Introduction
Ipsilateral thalamic diaschisis (ITD) refers to reduced metabolism and blood flow in the ipsilateral thalamic to a cerebral lesion. We performed single-photon emission computed tomography (SPECT) in patients with cortical infarction to identify regions independently related to ITD, controlling for possible confounding effects.
Methods
Patients with unilateral cortical infarction (n=113; 75 male, 38 female; mean age±SD, 66±13 years) underwent SPECT of the brain with N-isopropyl-p-[123I] iodoamphetamine (123I-IMP). Regional cerebral blood flow (rCBF) was measured autoradiographically. Asymmetry indices (AI) were calculated based on ratios representing symmetric rCBF in the thalamus and 16 cerebral regions.
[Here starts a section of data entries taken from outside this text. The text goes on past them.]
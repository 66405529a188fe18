//! Core types, errors, and shared utilities for the chanvault backup engine.
//!
//! This crate provides:
//! - Strongly-typed ids for servers, channels, categories, messages and
//!   attachments
//! - The message/channel model consumed by the sync engine
//! - Prometheus metrics and tracing-init helpers
//! - Shared error types

mod error;
mod ids;
mod model;
pub mod logging;
pub mod metrics;

pub use error::{Error, Result};
pub use ids::{AttachmentId, CategoryId, ChannelId, MessageId, ServerId};
pub use model::{Attachment, ChannelInfo, ChannelKind, Message};
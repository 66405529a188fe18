//! Startup reconciliation of on-disk backups against current eligibility.

use std::collections::HashMap;
use std::fs;
use std::path::PathBuf;
use std::sync::Arc;

use chanvault_core::{ChannelId, ChannelInfo, Result};

use crate::select::ChannelSelector;
use crate::source::ChannelDirectory;

/// One-shot sweep that retires backup folders for channels no longer in
/// scope.
///
/// For each direct subdirectory of the backup root whose name parses as a
/// channel id, the folder is **moved** (never deleted) into the quarantine
/// root when the channel no longer exists, is not text-capable, or is no
/// longer whitelisted. Retirement is thereby reversible and auditable.
/// Non-numeric directory names (the whitelist-key folders) are skipped.
///
/// Runs once at startup, before the first sweep.
pub struct ArchiveReconciler {
    directory: Arc<dyn ChannelDirectory>,
    selector: Arc<ChannelSelector>,
    backup_root: PathBuf,
    removed_root: PathBuf,
}

impl ArchiveReconciler {
    pub fn new(
        directory: Arc<dyn ChannelDirectory>,
        selector: Arc<ChannelSelector>,
        backup_root: impl Into<PathBuf>,
        removed_root: impl Into<PathBuf>,
    ) -> Self {
        Self {
            directory,
            selector,
            backup_root: backup_root.into(),
            removed_root: removed_root.into(),
        }
    }

    /// Run the sweep. Returns the number of folders retired.
    ///
    /// Individual move failures are logged and do not abort the sweep.
    pub async fn run(&self) -> Result<usize> {
        fs::create_dir_all(&self.backup_root)?;
        fs::create_dir_all(&self.removed_root)?;

        // Snapshot of every channel across all servers.
        let mut known: HashMap<ChannelId, ChannelInfo> = HashMap::new();
        for server in self.directory.servers().await? {
            for channel in self.directory.channels(server).await? {
                known.insert(channel.id, channel);
            }
        }

        let mut retired = 0usize;
        for entry in fs::read_dir(&self.backup_root)? {
            let entry = entry?;
            if !entry.file_type()?.is_dir() {
                continue;
            }
            let name = entry.file_name();
            let Some(name) = name.to_str() else {
                continue;
            };
            let Ok(channel_id) = name.parse::<ChannelId>() else {
                continue;
            };

            if self.should_retire(channel_id, known.get(&channel_id)).await {
                let dest = self.removed_root.join(name);
                match fs::rename(entry.path(), &dest) {
                    Ok(()) => {
                        metrics::counter!("reconcile_folders_retired_total").increment(1);
                        tracing::info!(
                            "Retired backup folder for channel {} to {}",
                            channel_id,
                            dest.display()
                        );
                        retired += 1;
                    }
                    Err(e) => {
                        tracing::warn!(
                            "Failed to retire backup folder for channel {}: {}",
                            channel_id,
                            e
                        );
                    }
                }
            }
        }

        Ok(retired)
    }

    async fn should_retire(&self, channel_id: ChannelId, info: Option<&ChannelInfo>) -> bool {
        match info {
            // Channel no longer exists anywhere.
            None => true,
            // Exists, but is not a text channel anymore.
            Some(info) if !info.kind.is_text() => true,
            // Exists and is text-capable: retire only if no longer eligible.
            Some(info) => {
                let category = self
                    .selector
                    .category_of(info.server_id, channel_id)
                    .await;
                self.selector.is_eligible(channel_id, category).is_none()
            }
        }
    }
}
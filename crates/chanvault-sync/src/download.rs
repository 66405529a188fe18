//! The attachment download worker.

use std::path::{Path, PathBuf};
use std::sync::Arc;
use std::sync::atomic::{AtomicBool, Ordering};

use parking_lot::Mutex;
use tokio::sync::Notify;

use chanvault_core::Result;

use crate::fetch::Fetcher;
use crate::queue::{DownloadQueue, DownloadTask};

/// Every extension the engine may have written in the past. The dedupe
/// check probes all of them, so a file re-served under a different
/// content type is still recognized as already captured.
pub const FILE_EXTENSIONS: &[&str] = &[
    "bmp", "gif", "jpg", "png", "tiff", "webp", "mp4", "ogg", "webm", "txt", "bin",
];

/// Map a media type to a file extension. Unrecognized types fall back to
/// `.bin` at the call site.
pub fn extension_for(content_type: &str) -> Option<&'static str> {
    match content_type {
        "image/bmp" => Some("bmp"),
        "image/gif" => Some("gif"),
        "image/jpeg" => Some("jpg"),
        "image/png" => Some("png"),
        "image/tiff" => Some("tiff"),
        "image/webp" => Some("webp"),
        "video/mp4" => Some("mp4"),
        "video/ogg" => Some("ogg"),
        "video/webm" => Some("webm"),
        "text/plain" => Some("txt"),
        _ => None,
    }
}

/// Single worker draining the [`DownloadQueue`].
///
/// Downloads are serialized — one fetch at a time, no parallelism. Per
/// task: compute `{root}/{whitelistKey}/{channelID}`, skip if any known
/// extension of `{messageID}-{attachmentID}` already exists, fetch, sniff
/// the content type, write, and notify observers with the final path.
///
/// Delivery is at-most-once with no retry: any failure is logged with the
/// url and message id and the task is abandoned. The backfill sweep will
/// not re-discover the message, since the cursor has already advanced.
pub struct Downloader {
    queue: Arc<DownloadQueue>,
    fetcher: Arc<dyn Fetcher>,
    backup_root: PathBuf,
    observers: Mutex<Vec<crossbeam_channel::Sender<PathBuf>>>,
    running: AtomicBool,
    shutdown: Notify,
}

impl Downloader {
    pub fn new(
        queue: Arc<DownloadQueue>,
        fetcher: Arc<dyn Fetcher>,
        backup_root: impl Into<PathBuf>,
    ) -> Self {
        Self {
            queue,
            fetcher,
            backup_root: backup_root.into(),
            observers: Mutex::new(Vec::new()),
            running: AtomicBool::new(false),
            shutdown: Notify::new(),
        }
    }

    /// Register an observer for "file downloaded" notifications.
    ///
    /// Each successfully written file is announced once with its final
    /// path. Used by external display/relay features.
    pub fn subscribe(&self) -> crossbeam_channel::Receiver<PathBuf> {
        let (tx, rx) = crossbeam_channel::unbounded();
        self.observers.lock().push(tx);
        rx
    }

    /// Signal the worker loop to stop after the current task.
    pub fn stop(&self) {
        self.running.store(false, Ordering::SeqCst);
        self.shutdown.notify_waiters();
    }

    /// Whether the worker loop is running.
    pub fn is_running(&self) -> bool {
        self.running.load(Ordering::SeqCst)
    }

    /// Run the perpetual worker loop until [`Downloader::stop`] is called.
    pub async fn run(&self) {
        self.running.store(true, Ordering::SeqCst);
        tracing::info!(
            "Download worker started, backup root {}",
            self.backup_root.display()
        );

        while self.running.load(Ordering::SeqCst) {
            let task = tokio::select! {
                task = self.queue.pop() => task,
                _ = self.shutdown.notified() => break,
            };

            match self.process(&task).await {
                Ok(Some(path)) => {
                    tracing::info!(
                        "Downloaded {} for message {}",
                        task.url,
                        task.message_id
                    );
                    let observers = self.observers.lock();
                    for observer in observers.iter() {
                        // A closed receiver just means the observer went away.
                        let _ = observer.send(path.clone());
                    }
                }
                Ok(None) => {} // skipped or dropped; already logged
                Err(e) => {
                    metrics::counter!("download_dropped_total").increment(1);
                    tracing::warn!(
                        "Error downloading {} for message {}: {}",
                        task.url,
                        task.message_id,
                        e
                    );
                }
            }
        }

        tracing::info!("Download worker stopped");
    }

    /// Handle one task. `Ok(Some(path))` means a file was written;
    /// `Ok(None)` means the task was skipped (duplicate) or dropped
    /// (non-success status).
    async fn process(&self, task: &DownloadTask) -> Result<Option<PathBuf>> {
        let dest_dir = self
            .backup_root
            .join(&task.whitelist_key)
            .join(task.channel_id.to_string());
        tokio::fs::create_dir_all(&dest_dir).await?;

        let stem = task.file_stem();
        if already_downloaded(&dest_dir, &stem) {
            metrics::counter!("download_deduped_total").increment(1);
            tracing::info!("Skipping already downloaded file {}", stem);
            return Ok(None);
        }

        let Some(body) = self.fetcher.fetch(&task.url).await? else {
            metrics::counter!("download_dropped_total").increment(1);
            tracing::warn!(
                "Dropping {} for message {}: non-success status",
                task.url,
                task.message_id
            );
            return Ok(None);
        };

        let extension = match body.content_type.as_deref().and_then(extension_for) {
            Some(ext) => ext,
            None => {
                metrics::counter!("download_unknown_type_total").increment(1);
                tracing::info!(
                    "Unknown content type {:?} for {}, storing as .bin",
                    body.content_type,
                    task.url
                );
                "bin"
            }
        };

        let path = dest_dir.join(format!("{stem}.{extension}"));
        tokio::fs::write(&path, &body.bytes).await?;

        metrics::counter!("download_files_total").increment(1);
        metrics::counter!("download_bytes_total").increment(body.bytes.len() as u64);

        Ok(Some(path))
    }
}

/// Whether any known extension of the stem already exists in `dir`.
fn already_downloaded(dir: &Path, stem: &str) -> bool {
    FILE_EXTENSIONS
        .iter()
        .any(|ext| dir.join(format!("{stem}.{ext}")).exists())
}
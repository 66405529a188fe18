//! Prometheus metrics helpers for the chanvault engine.
//!
//! This module provides centralized metrics initialization and the metric
//! definitions used across the engine components.
//!
//! # Usage
//!
//! ```rust,ignore
//! use chanvault_core::metrics::{init_metrics, start_metrics_server};
//!
//! #[tokio::main]
//! async fn main() {
//!     let handle = init_metrics();
//!     start_metrics_server(9090, handle).await.unwrap();
//!
//!     use metrics::counter;
//!     counter!("backfill_pages_total").increment(1);
//! }
//! ```
//!
//! # Naming Conventions
//!
//! - Prefix: component name (`backfill_`, `live_`, `download_`, `reconcile_`)
//! - Suffix: unit or type (`_total`, `_bytes`, `_seconds`)

use axum::{Router, routing::get};
use metrics::{describe_counter, describe_gauge};
use metrics_exporter_prometheus::{PrometheusBuilder, PrometheusHandle};
use std::net::SocketAddr;

/// Initialize the Prometheus metrics recorder.
///
/// Must be called once at startup before any metrics are recorded.
/// Returns a handle usable with [`start_metrics_server`].
///
/// # Panics
///
/// Panics if called more than once (the recorder can only be installed once).
pub fn init_metrics() -> PrometheusHandle {
    let handle = PrometheusBuilder::new()
        .install_recorder()
        .expect("Failed to install Prometheus recorder");

    register_common_metrics();

    handle
}

/// Like [`init_metrics`] but returns `None` if the recorder is already
/// installed, instead of panicking. Useful for tests.
pub fn try_init_metrics() -> Option<PrometheusHandle> {
    PrometheusBuilder::new().install_recorder().ok()
}

/// Start the Prometheus metrics HTTP server.
///
/// Serves the `/metrics` endpoint on the specified port. Spawns a background
/// task and returns immediately.
pub async fn start_metrics_server(
    port: u16,
    handle: PrometheusHandle,
) -> Result<(), std::io::Error> {
    let app = Router::new().route(
        "/metrics",
        get(move || {
            let handle = handle.clone();
            async move { handle.render() }
        }),
    );

    let addr = SocketAddr::from(([0, 0, 0, 0], port));
    let listener = tokio::net::TcpListener::bind(addr).await?;
    tracing::info!("Metrics server listening on http://{}/metrics", addr);

    tokio::spawn(async move {
        if let Err(e) = axum::serve(listener, app).await {
            tracing::error!("Metrics server failed: {}", e);
        }
    });

    Ok(())
}

/// Register descriptions for the metrics used across the engine.
///
/// Called automatically by [`init_metrics`].
fn register_common_metrics() {
    // Backfill sweep
    describe_counter!(
        "backfill_pages_total",
        "History pages processed during backfill"
    );
    describe_counter!(
        "backfill_messages_total",
        "Messages observed during backfill"
    );
    describe_counter!(
        "backfill_channels_skipped_total",
        "Channels skipped during a sweep (not whitelisted or no permission)"
    );
    describe_gauge!(
        "backfill_running",
        "Whether a full-server sweep is currently running (1=yes, 0=no)"
    );

    // Live path
    describe_counter!(
        "live_messages_total",
        "Live messages processed for eligible channels"
    );

    // Download worker
    describe_counter!(
        "download_files_total",
        "Attachment files successfully written to disk"
    );
    describe_counter!(
        "download_bytes_total",
        "Attachment bytes written to disk"
    );
    describe_counter!(
        "download_deduped_total",
        "Download tasks skipped because the file already exists"
    );
    describe_counter!(
        "download_dropped_total",
        "Download tasks abandoned after a fetch or write failure"
    );
    describe_counter!(
        "download_unknown_type_total",
        "Downloads with an unrecognized content type (stored as .bin)"
    );
    describe_gauge!("download_queue_depth", "Pending download tasks");

    // Reconciliation
    describe_counter!(
        "reconcile_folders_retired_total",
        "Backup folders moved to the quarantine root at startup"
    );
}

/// Increment a counter. Convenience wrapper around `metrics::counter!`.
#[inline]
pub fn increment(name: &'static str, count: u64) {
    metrics::counter!(name).increment(count);
}

/// Set a gauge value. Convenience wrapper around `metrics::gauge!`.
#[inline]
pub fn set_gauge(name: &'static str, value: f64) {
    metrics::gauge!(name).set(value);
}
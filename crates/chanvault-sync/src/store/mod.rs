//! Durable state stores for the sync engine.
//!
//! Three small stores persist the engine's state between runs:
//!
//! - [`CursorStore`] — per-channel "last processed message" watermark
//! - [`MetadataStore`] — per-channel display name and parent category
//! - [`WhitelistStore`] — ordered opaque whitelist keys
//!
//! All three share the same persistence model: the in-memory map is the
//! authority, and every mutation rewrites the **entire** serialized state
//! through a [`StateBackend`]. Losing the most recent write on a crash is
//! acceptable; losing a historical one is not, and the full-rewrite model
//! guarantees that since each save is a strict superset of the previous
//! state. Unparsable lines are logged and skipped on load, never fatal.
//!
//! The backend is a trait so a future implementation can switch to an
//! append-only or transactional store without touching the sync logic.

mod backend;
#[cfg(test)]
pub(crate) use backend::testing;
mod cursor;
mod metadata;
mod whitelist;

pub use backend::{FileBackend, StateBackend};
pub use cursor::CursorStore;
pub use metadata::{ChannelMeta, MetadataStore};
pub use whitelist::WhitelistStore;

/// Backend key for the cursor file.
pub const CURSOR_STATE: &str = "backup-channel-read";
/// Backend key for the channel metadata file.
pub const METADATA_STATE: &str = "backup-channel-names";
/// Backend key for the whitelist file.
pub const WHITELIST_STATE: &str = "backup-whitelist";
ITD was defined as AIthalamus exceeding 0.1. AI for 16 cortical regions were considered as both dichotomous and continuous variables for analysis concerning ITD occurrence using backward logistic regression.
Results
Considering dichotomized variables, hypoperfusion of inferior frontal (OR=6.24; 95% CI, 2.187 to 17.800), anterior cingulate (OR=3.91; 95% CI, 1.017 to 15.031), and postcentral (OR=6.372; 95% CI, 2.226 to 17.979) regions independently influenced ITD. Considering continuous variables, hypoperfusion of posterior midfrontal (OR=1.047; 95% CI, 1.012 to 1.082) regions, anterior cingulate (OR=1.046; 95% CI, 1.003 to 1.092), and postcentral (OR=1.042; 95% CI, 1.019 to 1.066) regions independently independently influenced ITD.